#### Task directions:
Every line below between the one holding "fn encode_filter(writer: &mut" and the one holding "if mra.matching_rule.is_none() &&", inclusive, should be copied exactly, and no other line.

#### Data items:
·····
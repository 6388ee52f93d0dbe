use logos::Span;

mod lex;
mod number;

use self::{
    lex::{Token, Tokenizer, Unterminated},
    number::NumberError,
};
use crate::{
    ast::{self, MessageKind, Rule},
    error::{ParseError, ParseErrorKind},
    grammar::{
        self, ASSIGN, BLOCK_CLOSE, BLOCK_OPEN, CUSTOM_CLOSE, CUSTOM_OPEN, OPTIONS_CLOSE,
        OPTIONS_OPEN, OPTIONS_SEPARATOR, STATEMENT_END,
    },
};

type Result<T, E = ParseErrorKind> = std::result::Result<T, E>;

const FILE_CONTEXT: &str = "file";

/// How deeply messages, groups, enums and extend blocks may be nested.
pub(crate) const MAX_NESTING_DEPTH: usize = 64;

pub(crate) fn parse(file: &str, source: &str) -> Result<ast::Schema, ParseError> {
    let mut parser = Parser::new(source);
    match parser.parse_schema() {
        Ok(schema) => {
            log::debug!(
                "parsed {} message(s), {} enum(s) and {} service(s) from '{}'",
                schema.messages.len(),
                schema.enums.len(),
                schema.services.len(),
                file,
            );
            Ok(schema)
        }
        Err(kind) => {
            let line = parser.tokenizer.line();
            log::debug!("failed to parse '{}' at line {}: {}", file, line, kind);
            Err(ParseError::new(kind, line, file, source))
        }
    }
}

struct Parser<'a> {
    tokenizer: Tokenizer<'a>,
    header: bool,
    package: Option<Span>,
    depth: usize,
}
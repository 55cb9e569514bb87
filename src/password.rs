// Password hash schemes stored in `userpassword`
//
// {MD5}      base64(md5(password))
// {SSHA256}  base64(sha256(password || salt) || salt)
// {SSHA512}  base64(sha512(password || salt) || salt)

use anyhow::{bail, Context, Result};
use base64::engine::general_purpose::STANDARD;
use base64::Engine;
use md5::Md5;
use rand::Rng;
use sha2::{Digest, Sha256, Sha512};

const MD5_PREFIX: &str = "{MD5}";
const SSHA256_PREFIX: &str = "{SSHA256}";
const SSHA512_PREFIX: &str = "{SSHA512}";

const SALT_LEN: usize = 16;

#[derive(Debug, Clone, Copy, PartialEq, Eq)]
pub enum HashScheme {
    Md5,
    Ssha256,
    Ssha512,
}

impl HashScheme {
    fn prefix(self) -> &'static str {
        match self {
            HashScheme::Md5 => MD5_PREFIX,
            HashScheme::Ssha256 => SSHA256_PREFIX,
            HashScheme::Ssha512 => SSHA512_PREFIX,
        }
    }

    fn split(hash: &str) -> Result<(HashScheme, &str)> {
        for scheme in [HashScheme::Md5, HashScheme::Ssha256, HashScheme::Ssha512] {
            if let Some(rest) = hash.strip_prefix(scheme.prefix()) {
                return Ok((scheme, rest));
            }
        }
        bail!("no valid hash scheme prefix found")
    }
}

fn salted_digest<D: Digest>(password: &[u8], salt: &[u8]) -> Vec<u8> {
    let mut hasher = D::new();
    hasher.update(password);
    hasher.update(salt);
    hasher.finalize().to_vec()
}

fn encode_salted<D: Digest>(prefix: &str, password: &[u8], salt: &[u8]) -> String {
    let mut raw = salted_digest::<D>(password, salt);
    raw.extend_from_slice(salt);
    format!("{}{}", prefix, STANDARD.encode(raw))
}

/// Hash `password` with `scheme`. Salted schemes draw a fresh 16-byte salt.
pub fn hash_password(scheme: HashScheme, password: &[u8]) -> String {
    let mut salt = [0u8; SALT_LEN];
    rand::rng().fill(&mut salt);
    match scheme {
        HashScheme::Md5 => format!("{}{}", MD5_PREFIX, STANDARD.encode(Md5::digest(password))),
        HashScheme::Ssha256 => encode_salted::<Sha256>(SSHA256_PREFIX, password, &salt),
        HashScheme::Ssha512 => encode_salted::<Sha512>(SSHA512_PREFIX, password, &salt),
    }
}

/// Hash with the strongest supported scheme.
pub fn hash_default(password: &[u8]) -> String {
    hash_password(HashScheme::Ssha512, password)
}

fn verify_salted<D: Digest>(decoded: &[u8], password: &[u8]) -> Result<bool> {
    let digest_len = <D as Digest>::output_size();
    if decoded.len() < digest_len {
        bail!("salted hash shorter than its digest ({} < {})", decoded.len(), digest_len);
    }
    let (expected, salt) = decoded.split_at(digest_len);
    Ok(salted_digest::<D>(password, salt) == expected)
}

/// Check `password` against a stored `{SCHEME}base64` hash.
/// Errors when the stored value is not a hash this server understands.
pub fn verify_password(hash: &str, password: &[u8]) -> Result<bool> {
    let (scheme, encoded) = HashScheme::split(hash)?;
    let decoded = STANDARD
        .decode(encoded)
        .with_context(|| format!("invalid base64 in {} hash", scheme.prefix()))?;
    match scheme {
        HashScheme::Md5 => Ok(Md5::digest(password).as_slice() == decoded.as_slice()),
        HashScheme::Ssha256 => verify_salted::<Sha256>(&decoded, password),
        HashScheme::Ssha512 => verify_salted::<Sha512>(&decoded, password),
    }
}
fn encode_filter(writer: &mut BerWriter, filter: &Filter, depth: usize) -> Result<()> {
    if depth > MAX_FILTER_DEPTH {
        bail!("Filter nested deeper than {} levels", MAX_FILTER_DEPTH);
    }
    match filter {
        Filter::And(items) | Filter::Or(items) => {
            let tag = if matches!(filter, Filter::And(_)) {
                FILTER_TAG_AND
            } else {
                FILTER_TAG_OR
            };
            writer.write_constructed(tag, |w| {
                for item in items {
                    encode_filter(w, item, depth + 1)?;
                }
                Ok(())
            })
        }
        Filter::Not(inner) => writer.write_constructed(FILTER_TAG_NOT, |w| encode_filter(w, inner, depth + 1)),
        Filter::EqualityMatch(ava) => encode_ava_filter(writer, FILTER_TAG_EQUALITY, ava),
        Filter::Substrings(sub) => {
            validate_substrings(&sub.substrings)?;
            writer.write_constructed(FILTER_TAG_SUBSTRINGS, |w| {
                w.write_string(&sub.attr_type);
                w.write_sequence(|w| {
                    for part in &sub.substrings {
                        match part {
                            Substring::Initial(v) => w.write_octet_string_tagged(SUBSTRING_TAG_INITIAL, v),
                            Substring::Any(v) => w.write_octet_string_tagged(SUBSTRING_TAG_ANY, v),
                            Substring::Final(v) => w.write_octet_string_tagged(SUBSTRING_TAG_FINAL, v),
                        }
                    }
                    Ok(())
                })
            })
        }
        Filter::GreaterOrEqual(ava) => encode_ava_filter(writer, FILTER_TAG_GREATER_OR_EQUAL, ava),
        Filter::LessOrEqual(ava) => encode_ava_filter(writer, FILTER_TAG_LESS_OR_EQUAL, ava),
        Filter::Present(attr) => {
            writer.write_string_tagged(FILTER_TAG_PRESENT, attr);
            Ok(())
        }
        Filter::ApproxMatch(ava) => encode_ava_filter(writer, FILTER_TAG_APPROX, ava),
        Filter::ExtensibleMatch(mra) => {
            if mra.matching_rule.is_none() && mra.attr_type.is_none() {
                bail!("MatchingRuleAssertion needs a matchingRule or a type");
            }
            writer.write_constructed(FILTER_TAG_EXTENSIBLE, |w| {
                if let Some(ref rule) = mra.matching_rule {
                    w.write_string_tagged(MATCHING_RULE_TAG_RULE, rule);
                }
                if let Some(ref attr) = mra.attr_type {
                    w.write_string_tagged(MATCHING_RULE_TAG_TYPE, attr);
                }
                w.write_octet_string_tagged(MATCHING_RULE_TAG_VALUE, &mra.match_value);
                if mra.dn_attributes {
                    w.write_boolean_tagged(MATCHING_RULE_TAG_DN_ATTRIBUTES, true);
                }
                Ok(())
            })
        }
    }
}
·····
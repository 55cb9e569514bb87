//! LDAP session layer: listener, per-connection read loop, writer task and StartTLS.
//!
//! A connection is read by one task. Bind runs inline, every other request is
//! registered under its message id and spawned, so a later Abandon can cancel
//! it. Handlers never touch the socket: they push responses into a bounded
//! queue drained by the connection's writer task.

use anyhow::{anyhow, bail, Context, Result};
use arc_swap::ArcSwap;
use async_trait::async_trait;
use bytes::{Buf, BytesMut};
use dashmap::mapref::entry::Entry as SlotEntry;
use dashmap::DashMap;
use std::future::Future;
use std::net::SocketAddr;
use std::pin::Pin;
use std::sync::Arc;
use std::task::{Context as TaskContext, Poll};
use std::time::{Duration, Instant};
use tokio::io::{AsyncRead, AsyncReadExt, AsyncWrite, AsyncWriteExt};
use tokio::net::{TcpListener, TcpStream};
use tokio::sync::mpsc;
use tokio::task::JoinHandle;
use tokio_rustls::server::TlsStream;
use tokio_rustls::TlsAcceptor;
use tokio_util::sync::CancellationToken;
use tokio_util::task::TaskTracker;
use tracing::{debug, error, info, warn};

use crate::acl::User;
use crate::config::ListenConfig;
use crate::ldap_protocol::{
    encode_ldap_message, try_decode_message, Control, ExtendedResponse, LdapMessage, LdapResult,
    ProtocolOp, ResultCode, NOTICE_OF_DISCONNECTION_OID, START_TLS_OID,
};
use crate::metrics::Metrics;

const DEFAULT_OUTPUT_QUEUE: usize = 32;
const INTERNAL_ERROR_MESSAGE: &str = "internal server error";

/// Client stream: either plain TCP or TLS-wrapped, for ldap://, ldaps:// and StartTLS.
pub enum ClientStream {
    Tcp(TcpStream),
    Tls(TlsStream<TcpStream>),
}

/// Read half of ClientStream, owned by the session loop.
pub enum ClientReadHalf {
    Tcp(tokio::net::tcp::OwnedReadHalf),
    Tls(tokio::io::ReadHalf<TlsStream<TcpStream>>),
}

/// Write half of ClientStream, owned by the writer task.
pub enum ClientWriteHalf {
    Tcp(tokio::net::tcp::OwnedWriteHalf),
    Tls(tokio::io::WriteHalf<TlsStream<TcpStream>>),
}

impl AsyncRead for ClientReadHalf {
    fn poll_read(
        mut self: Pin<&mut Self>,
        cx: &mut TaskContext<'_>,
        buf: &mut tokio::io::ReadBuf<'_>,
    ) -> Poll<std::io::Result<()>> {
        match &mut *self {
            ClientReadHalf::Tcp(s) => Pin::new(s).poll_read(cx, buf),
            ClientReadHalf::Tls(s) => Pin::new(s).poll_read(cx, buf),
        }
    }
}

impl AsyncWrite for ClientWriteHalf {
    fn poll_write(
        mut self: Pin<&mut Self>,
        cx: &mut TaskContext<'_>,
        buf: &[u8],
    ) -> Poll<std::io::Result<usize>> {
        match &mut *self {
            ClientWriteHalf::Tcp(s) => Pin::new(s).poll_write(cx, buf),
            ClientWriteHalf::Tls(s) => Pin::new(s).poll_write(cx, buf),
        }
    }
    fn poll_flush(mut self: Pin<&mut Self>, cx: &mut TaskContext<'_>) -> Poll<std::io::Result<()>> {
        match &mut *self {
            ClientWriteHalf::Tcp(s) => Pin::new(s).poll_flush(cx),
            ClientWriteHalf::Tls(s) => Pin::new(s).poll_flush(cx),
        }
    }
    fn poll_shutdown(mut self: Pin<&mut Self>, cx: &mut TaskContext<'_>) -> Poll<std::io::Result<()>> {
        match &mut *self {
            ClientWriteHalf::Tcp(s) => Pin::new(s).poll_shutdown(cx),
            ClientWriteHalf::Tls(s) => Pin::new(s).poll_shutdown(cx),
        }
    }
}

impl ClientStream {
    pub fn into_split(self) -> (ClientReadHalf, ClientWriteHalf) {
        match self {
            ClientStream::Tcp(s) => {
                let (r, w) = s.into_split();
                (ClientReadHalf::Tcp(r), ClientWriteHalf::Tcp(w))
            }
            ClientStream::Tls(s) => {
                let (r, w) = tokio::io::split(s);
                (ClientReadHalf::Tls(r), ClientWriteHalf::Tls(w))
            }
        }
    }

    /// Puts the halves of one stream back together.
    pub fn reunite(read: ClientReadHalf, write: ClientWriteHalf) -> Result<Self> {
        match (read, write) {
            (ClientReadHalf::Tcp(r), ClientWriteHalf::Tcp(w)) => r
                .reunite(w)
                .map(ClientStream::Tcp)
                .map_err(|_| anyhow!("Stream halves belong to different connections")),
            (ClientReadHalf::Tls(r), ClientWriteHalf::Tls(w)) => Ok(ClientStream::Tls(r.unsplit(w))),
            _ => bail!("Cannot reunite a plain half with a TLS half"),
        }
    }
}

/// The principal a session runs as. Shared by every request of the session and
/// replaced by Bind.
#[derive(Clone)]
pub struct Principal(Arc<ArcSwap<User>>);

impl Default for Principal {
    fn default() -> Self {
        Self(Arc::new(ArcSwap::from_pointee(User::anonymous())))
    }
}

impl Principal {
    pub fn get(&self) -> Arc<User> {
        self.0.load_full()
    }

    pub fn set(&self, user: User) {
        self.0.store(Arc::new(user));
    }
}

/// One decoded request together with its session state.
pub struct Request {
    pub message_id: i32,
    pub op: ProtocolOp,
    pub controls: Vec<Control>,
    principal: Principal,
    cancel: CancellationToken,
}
·····
#### Response box:
fn encode_filter(writer: &mut BerWriter, filter: &Filter, depth: usize) -> Result<()> {
    if depth > MAX_FILTER_DEPTH {
        bail!("Filter nested deeper than {} levels", MAX_FILTER_DEPTH);
    }
    match filter {
        Filter::And(items) | Filter::Or(items) => {
            let tag = if matches!(filter, Filter::And(_)) {
                FILTER_TAG_AND
            } else {
                FILTER_TAG_OR
            };
            writer.write_constructed(tag, |w| {
                for item in items {
                    encode_filter(w, item, depth + 1)?;
                }
                Ok(())
            })
        }
        Filter::Not(inner) => writer.write_constructed(FILTER_TAG_NOT, |w| encode_filter(w, inner, depth + 1)),
        Filter::EqualityMatch(ava) => encode_ava_filter(writer, FILTER_TAG_EQUALITY, ava),
        Filter::Substrings(sub) => {
            validate_substrings(&sub.substrings)?;
            writer.write_constructed(FILTER_TAG_SUBSTRINGS, |w| {
                w.write_string(&sub.attr_type);
                w.write_sequence(|w| {
                    for part in &sub.substrings {
                        match part {
                            Substring::Initial(v) => w.write_octet_string_tagged(SUBSTRING_TAG_INITIAL, v),
                            Substring::Any(v) => w.write_octet_string_tagged(SUBSTRING_TAG_ANY, v),
                            Substring::Final(v) => w.write_octet_string_tagged(SUBSTRING_TAG_FINAL, v),
                        }
                    }
                    Ok(())
                })
            })
        }
        Filter::GreaterOrEqual(ava) => encode_ava_filter(writer, FILTER_TAG_GREATER_OR_EQUAL, ava),
        Filter::LessOrEqual(ava) => encode_ava_filter(writer, FILTER_TAG_LESS_OR_EQUAL, ava),
        Filter::Present(attr) => {
            writer.write_string_tagged(FILTER_TAG_PRESENT, attr);
            Ok(())
        }
        Filter::ApproxMatch(ava) => encode_ava_filter(writer, FILTER_TAG_APPROX, ava),
        Filter::ExtensibleMatch(mra) => {
            if mra.matching_rule.is_none() && mra.attr_type.is_none() {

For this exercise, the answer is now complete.